[Assigned task] Nothing but the lines from the one with "let pool = create_memory_pool().await.unwrap();" through the end of the records below should be written out, and each must match word for word.

──────── Task material

//! Directorio de drivers y pasajeros
//!
//! Altas, listados y activación de drivers, más el directorio de pasajeros
//! que es independiente de los legs registrados.

use std::sync::Arc;
use tracing::info;

use crate::models::{Driver, Passenger};
use crate::repositories::TripStore;
use crate::utils::errors::{LedgerError, LedgerResult, StoreError};

fn clean_name(name: &str, what: &str) -> LedgerResult<String> {
    let name = name.trim();
    if name.is_empty() {
        return Err(LedgerError::InvalidFormat(format!("{} name is empty", what)));
    }
    Ok(name.to_string())
}

#[derive(Clone)]
pub struct DirectoryService {
    store: Arc<dyn TripStore>,
}

impl DirectoryService {
    pub fn new(store: Arc<dyn TripStore>) -> Self {
        Self { store }
    }

    pub async fn register_driver(&self, tenant_id: i64, name: &str) -> LedgerResult<Driver> {
        let name = clean_name(name, "driver")?;
        match self.store.save_driver(tenant_id, &name).await {
            Ok(driver) => {
                info!("👤 Driver registrado: {} (tenant {})", driver.name, tenant_id);
                Ok(driver)
            }
            Err(StoreError::Conflict(_)) => Err(LedgerError::DriverAlreadyExists(name)),
            Err(e) => Err(e.into()),
        }
    }

    pub async fn list_drivers(&self, tenant_id: i64) -> LedgerResult<Vec<Driver>> {
        Ok(self.store.list_drivers(tenant_id).await?)
    }

    pub async fn set_driver_active(&self, tenant_id: i64, name: &str, active: bool) -> LedgerResult<()> {
        let name = clean_name(name, "driver")?;
        if !self.store.set_driver_active(tenant_id, &name, active).await? {
            return Err(LedgerError::DriverNotFound(name));
        }
        info!(
            "🔁 Driver {} {} (tenant {})",
            name,
            if active { "activado" } else { "desactivado" },
            tenant_id
        );
        Ok(())
    }

    /// Alta de pasajero; si ya existía se devuelve `None`
    pub async fn register_passenger(&self, tenant_id: i64, name: &str) -> LedgerResult<Option<Passenger>> {
        let name = clean_name(name, "passenger")?;
        match self.store.save_passenger(tenant_id, &name).await {
            Ok(passenger) => {
                info!("🧒 Pasajero registrado: {} (tenant {})", passenger.name, tenant_id);
                Ok(Some(passenger))
            }
            Err(StoreError::Conflict(_)) => Ok(None),
            Err(e) => Err(e.into()),
        }
    }

    pub async fn list_passengers(&self, tenant_id: i64) -> LedgerResult<Vec<Passenger>> {
        Ok(self.store.list_passengers(tenant_id).await?)
    }
}

/// Listado de drivers para el chat
pub fn render_drivers(drivers: &[Driver]) -> String {
    if drivers.is_empty() {
        return "No drivers registered yet. Use /driver to add one.".to_string();
    }
    let mut text = String::from("🚗 Registered drivers:\n");
    for driver in drivers {
        text.push_str(&driver.directory_line());
        text.push('\n');
    }
    text.trim_end().to_string()
}

pub fn render_passengers(passengers: &[Passenger]) -> String {
    if passengers.is_empty() {
        return "No passengers registered yet. Use /passenger to add one.".to_string();
    }
    let mut text = String::from("🧒 Registered passengers:\n");
    for passenger in passengers {
        text.push_str(&passenger.directory_line());
        text.push('\n');
    }
    text.trim_end().to_string()
}

#[cfg(test)]
mod tests {
    use super::*;
    use crate::database::create_memory_pool;
    use crate::repositories::SqliteTripRepository;

    async fn service() -> DirectoryService {
        let pool = create_memory_pool().await.unwrap();
        DirectoryService::new(Arc::new(SqliteTripRepository::new(pool)))
    }

    #[tokio::test]
    async fn test_register_driver_trims_and_rejects_duplicates() {
        let directory = service().await;

        let driver = directory.register_driver(1, "  Ahmad ").await.unwrap();
        assert_eq!(driver.name, "Ahmad");
        assert!(driver.active);

        let err = directory.register_driver(1, "Ahmad").await.unwrap_err();
        assert!(matches!(err, LedgerError::DriverAlreadyExists(ref n) if n == "Ahmad"));

        // otro tenant puede usar el mismo nombre
        directory.register_driver(2, "Ahmad").await.unwrap();

        let err = directory.register_driver(1, "   ").await.unwrap_err();
        assert!(matches!(err, LedgerError::InvalidFormat(_)));
    }

    #[tokio::test]
    async fn test_activation_toggle() {
        let directory = service().await;
        directory.register_driver(1, "Ahmad").await.unwrap();

        directory.set_driver_active(1, "Ahmad", false).await.unwrap();
        let drivers = directory.list_drivers(1).await.unwrap();
        assert!(!drivers[0].active);
        assert!(render_drivers(&drivers).contains("Ahmad (inactive)"));

        let err = directory.set_driver_active(1, "Budi", true).await.unwrap_err();
        assert!(matches!(err, LedgerError::DriverNotFound(_)));
    }

    #[tokio::test]
    async fn test_passenger_directory() {
        let directory = service().await;

        assert!(directory.register_passenger(1, "Ali").await.unwrap().is_some());
        assert!(directory.register_passenger(1, "Ali").await.unwrap().is_none());
        directory.register_passenger(1, "Umar").await.unwrap();

        let passengers = directory.list_passengers(1).await.unwrap();
        assert_eq!(passengers.len(), 2);
        assert!(render_passengers(&passengers).starts_with("🧒 Registered passengers:"));
        assert!(render_passengers(&[]).contains("No passengers"));
    }
}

────────────────

[Result of this task]
        let pool = create_memory_pool().await.unwrap();
        DirectoryService::new(Arc::new(SqliteTripRepository::new(pool)))
    }

    #[tokio::test]
    async fn test_register_driver_trims_and_rejects_duplicates() {
        let directory = service().await;

        let driver = directory.register_driver(1, "  Ahmad ").await.unwrap();
        assert_eq!(driver.name, "Ahmad");
        assert!(driver.active);

        let err = directory.register_driver(1, "Ahmad").await.unwrap_err();
        assert!(matches!(err, LedgerError::DriverAlreadyExists(ref n) if n == "Ahmad"));

        // otro tenant puede usar el mismo nombre
        directory.register_driver(2, "Ahmad").await.unwrap();

        let err = directory.register_driver(1, "   ").await.unwrap_err();
        assert!(matches!(err, LedgerError::InvalidFormat(_)));
    }

    #[tokio::test]
    async fn test_activation_toggle() {
        let directory = service().await;
        directory.register_driver(1, "Ahmad").await.unwrap();

        directory.set_driver_active(1, "Ahmad", false).await.unwrap();
        let drivers = directory.list_drivers(1).await.unwrap();
        assert!(!drivers[0].active);
        assert!(render_drivers(&drivers).contains("Ahmad (inactive)"));

        let err = directory.set_driver_active(1, "Budi", true).await.unwrap_err();
        assert!(matches!(err, LedgerError::DriverNotFound(_)));
    }

    #[tokio::test]
    async fn test_passenger_directory() {
        let directory = service().await;

        assert!(directory.register_passenger(1, "Ali").await.unwrap().is_some());
        assert!(directory.register_passenger(1, "Ali").await.unwrap().is_none());
        directory.register_passenger(1, "Umar").await.unwrap();

        let passengers = directory.list_passengers(1).await.unwrap();
        assert_eq!(passengers.len(), 2);
        assert!(render_passengers(&passengers).starts_with("🧒 Registered passengers:"));
        assert!(render_passengers(&[]).contains("No passengers"));
    }
}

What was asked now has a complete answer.